• [TASK BRIEF] Scan the entries below and report only how many lines contain "store".

### DATA LISTING

//! Append-only execution history for the PLM router.
//!
//! Entries are kept most-recent-first in memory, optionally mirrored to a
//! newline-delimited JSON file, and queried through [`HistoryFilter`].
//! Project and document views are derived on demand from the log.

pub mod entry;
pub mod filter;
pub mod persistence;
pub mod store;
pub mod views;

pub use entry::HistoryEntry;
pub use filter::HistoryFilter;
pub use persistence::HistoryError;
pub use store::{AnnotationRequest, HistoryConfig, HistoryStore};
pub use views::{DocumentSummary, ProjectSummary};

######

• [REPLY] 2